__Exercise prompt__:
Return the run of lines below that opens with the line containing "filename recipeflow/src/memory/trigger.rs" and closes with the line containing "use tracing::debug;", keeping each one exact.

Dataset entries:

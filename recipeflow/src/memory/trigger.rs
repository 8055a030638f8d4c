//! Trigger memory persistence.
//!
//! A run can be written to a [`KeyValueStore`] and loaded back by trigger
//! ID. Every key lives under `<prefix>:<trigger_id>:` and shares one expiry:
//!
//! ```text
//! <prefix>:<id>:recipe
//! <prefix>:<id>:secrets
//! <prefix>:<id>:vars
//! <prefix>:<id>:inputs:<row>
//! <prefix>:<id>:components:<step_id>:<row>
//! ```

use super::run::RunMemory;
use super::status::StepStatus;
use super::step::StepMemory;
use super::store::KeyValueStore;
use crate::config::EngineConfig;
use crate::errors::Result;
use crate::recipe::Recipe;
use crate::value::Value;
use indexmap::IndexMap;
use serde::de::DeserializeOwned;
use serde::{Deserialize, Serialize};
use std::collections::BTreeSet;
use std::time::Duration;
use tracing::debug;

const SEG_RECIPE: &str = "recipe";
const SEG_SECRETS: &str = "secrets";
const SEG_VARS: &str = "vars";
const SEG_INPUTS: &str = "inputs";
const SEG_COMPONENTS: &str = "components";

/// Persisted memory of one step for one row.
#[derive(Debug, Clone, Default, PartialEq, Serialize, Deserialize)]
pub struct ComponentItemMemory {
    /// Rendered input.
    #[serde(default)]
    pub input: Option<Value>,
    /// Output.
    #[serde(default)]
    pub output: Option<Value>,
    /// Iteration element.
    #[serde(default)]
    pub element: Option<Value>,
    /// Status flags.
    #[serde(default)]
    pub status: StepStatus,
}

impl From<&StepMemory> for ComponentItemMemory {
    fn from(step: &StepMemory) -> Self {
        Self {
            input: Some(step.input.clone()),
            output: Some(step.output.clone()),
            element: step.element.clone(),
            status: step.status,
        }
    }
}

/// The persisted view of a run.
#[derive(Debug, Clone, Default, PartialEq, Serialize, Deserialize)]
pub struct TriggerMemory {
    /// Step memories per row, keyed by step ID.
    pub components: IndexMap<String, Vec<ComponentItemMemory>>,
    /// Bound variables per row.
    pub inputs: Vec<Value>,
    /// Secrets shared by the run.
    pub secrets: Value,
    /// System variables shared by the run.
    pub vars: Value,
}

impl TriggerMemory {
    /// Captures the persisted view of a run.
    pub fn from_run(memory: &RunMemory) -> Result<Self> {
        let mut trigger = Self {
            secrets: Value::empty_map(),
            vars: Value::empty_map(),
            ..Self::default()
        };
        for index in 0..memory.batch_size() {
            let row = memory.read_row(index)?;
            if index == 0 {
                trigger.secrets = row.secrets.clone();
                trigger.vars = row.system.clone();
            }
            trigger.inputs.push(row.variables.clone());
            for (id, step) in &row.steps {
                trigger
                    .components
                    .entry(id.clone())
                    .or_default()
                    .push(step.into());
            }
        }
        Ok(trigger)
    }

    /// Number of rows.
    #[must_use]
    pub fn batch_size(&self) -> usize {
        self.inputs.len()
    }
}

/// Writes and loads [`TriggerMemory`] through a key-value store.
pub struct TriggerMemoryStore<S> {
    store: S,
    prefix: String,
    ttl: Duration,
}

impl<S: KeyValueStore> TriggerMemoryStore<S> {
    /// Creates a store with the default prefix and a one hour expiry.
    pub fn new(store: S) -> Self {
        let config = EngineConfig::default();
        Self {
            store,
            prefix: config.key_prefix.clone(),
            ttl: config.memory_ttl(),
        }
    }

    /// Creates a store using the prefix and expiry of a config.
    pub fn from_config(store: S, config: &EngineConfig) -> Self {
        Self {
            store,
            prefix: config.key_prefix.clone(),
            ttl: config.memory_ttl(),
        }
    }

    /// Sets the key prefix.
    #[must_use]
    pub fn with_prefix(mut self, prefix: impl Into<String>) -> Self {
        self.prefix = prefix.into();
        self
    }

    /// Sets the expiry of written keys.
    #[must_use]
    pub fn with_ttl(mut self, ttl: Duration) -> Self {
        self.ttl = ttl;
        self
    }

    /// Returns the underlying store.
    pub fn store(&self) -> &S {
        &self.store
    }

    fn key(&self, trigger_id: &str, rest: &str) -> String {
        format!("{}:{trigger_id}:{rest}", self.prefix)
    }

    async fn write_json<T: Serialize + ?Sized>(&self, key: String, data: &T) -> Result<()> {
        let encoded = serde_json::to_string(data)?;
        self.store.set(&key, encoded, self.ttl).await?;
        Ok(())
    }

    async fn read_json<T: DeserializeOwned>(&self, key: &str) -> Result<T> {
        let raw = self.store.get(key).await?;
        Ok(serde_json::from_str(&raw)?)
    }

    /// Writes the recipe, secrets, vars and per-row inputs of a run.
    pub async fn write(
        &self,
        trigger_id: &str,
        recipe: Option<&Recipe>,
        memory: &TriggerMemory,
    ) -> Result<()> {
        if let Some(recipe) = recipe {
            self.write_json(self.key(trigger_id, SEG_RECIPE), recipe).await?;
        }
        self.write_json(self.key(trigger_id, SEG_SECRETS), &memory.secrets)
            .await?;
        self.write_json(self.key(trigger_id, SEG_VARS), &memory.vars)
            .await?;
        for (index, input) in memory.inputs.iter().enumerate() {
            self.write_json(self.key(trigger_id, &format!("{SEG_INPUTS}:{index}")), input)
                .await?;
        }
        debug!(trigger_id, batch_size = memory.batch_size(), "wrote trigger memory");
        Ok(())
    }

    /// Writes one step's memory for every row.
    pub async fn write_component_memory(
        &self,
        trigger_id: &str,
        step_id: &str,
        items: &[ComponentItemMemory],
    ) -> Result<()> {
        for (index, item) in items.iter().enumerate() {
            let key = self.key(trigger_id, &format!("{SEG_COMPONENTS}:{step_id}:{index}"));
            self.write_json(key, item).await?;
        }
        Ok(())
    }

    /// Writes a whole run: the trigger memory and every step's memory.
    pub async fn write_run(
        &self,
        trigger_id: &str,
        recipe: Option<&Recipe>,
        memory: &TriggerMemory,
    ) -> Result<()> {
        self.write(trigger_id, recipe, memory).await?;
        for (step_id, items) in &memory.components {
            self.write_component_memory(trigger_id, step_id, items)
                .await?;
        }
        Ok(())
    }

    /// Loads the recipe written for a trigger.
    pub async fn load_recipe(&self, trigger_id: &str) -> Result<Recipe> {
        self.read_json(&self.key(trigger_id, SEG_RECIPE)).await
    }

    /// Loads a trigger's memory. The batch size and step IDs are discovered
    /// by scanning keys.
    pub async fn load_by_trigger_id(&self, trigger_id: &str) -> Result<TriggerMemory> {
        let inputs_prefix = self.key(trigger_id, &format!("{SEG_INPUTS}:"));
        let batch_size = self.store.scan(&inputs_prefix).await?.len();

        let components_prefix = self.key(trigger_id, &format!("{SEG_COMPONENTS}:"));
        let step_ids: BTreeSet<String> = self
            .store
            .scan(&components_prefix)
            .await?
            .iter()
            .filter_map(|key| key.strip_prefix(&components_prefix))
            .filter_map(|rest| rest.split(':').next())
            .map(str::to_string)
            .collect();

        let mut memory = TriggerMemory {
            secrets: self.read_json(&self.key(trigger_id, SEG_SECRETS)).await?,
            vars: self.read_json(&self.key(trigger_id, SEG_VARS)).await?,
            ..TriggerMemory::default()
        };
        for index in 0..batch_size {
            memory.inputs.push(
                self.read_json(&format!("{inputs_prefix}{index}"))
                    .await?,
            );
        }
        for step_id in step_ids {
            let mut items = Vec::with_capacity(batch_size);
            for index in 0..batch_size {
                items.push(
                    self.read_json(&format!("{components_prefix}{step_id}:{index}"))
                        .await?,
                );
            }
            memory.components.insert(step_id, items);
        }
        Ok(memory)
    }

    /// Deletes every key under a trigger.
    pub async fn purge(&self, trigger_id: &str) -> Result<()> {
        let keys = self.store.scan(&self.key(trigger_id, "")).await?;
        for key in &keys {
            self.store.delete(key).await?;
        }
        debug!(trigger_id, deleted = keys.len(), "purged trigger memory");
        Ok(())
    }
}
* * *
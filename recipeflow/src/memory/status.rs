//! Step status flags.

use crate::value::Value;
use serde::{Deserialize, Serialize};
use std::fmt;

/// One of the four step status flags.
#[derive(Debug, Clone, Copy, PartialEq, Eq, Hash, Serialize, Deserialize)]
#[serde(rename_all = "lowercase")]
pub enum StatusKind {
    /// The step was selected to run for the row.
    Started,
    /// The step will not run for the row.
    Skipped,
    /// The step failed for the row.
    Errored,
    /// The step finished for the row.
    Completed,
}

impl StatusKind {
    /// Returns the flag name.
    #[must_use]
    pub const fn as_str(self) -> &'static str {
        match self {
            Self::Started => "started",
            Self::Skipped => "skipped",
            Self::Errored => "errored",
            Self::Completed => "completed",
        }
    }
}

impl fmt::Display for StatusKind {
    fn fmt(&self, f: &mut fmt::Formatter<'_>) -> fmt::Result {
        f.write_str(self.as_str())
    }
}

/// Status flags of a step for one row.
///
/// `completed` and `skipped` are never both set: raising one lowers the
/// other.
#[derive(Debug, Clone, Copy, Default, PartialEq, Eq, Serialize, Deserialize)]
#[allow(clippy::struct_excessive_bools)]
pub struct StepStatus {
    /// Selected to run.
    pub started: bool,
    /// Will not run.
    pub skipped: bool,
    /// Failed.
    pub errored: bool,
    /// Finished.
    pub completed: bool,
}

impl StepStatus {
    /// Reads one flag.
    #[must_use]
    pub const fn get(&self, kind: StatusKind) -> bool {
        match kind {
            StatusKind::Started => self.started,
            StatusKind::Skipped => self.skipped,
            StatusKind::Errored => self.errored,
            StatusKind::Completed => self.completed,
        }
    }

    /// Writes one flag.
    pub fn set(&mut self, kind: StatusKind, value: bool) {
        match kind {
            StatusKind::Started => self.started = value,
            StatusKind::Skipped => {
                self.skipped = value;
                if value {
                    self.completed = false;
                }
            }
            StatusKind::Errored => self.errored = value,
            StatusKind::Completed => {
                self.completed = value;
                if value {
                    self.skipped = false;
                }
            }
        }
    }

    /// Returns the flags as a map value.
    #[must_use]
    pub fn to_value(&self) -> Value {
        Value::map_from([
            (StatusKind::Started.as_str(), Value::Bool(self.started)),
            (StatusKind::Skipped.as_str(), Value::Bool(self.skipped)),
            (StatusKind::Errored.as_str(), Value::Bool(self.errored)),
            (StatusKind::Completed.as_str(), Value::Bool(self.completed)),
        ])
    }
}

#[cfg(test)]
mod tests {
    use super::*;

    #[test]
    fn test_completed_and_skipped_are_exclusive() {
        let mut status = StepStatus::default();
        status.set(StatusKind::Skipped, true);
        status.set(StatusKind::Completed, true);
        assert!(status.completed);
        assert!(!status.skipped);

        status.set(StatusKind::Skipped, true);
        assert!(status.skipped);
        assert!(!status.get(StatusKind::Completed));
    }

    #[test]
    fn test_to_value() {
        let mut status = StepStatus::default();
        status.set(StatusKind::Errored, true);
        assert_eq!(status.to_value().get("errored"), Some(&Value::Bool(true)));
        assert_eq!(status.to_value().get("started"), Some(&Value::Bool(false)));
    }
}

__Finished task__:
filename recipeflow/src/memory/trigger.rs
repository 8055a030638f8d4c
//! Trigger memory persistence.
//!
//! A run can be written to a [`KeyValueStore`] and loaded back by trigger
//! ID. Every key lives under `<prefix>:<trigger_id>:` and shares one expiry:
//!
//! ```text
//! <prefix>:<id>:recipe
//! <prefix>:<id>:secrets
//! <prefix>:<id>:vars
//! <prefix>:<id>:inputs:<row>
//! <prefix>:<id>:components:<step_id>:<row>
//! ```

use super::run::RunMemory;
use super::status::StepStatus;
use super::step::StepMemory;
use super::store::KeyValueStore;
use crate::config::EngineConfig;
use crate::errors::Result;
use crate::recipe::Recipe;
use crate::value::Value;
use indexmap::IndexMap;
use serde::de::DeserializeOwned;
use serde::{Deserialize, Serialize};
use std::collections::BTreeSet;
use std::time::Duration;
use tracing::debug;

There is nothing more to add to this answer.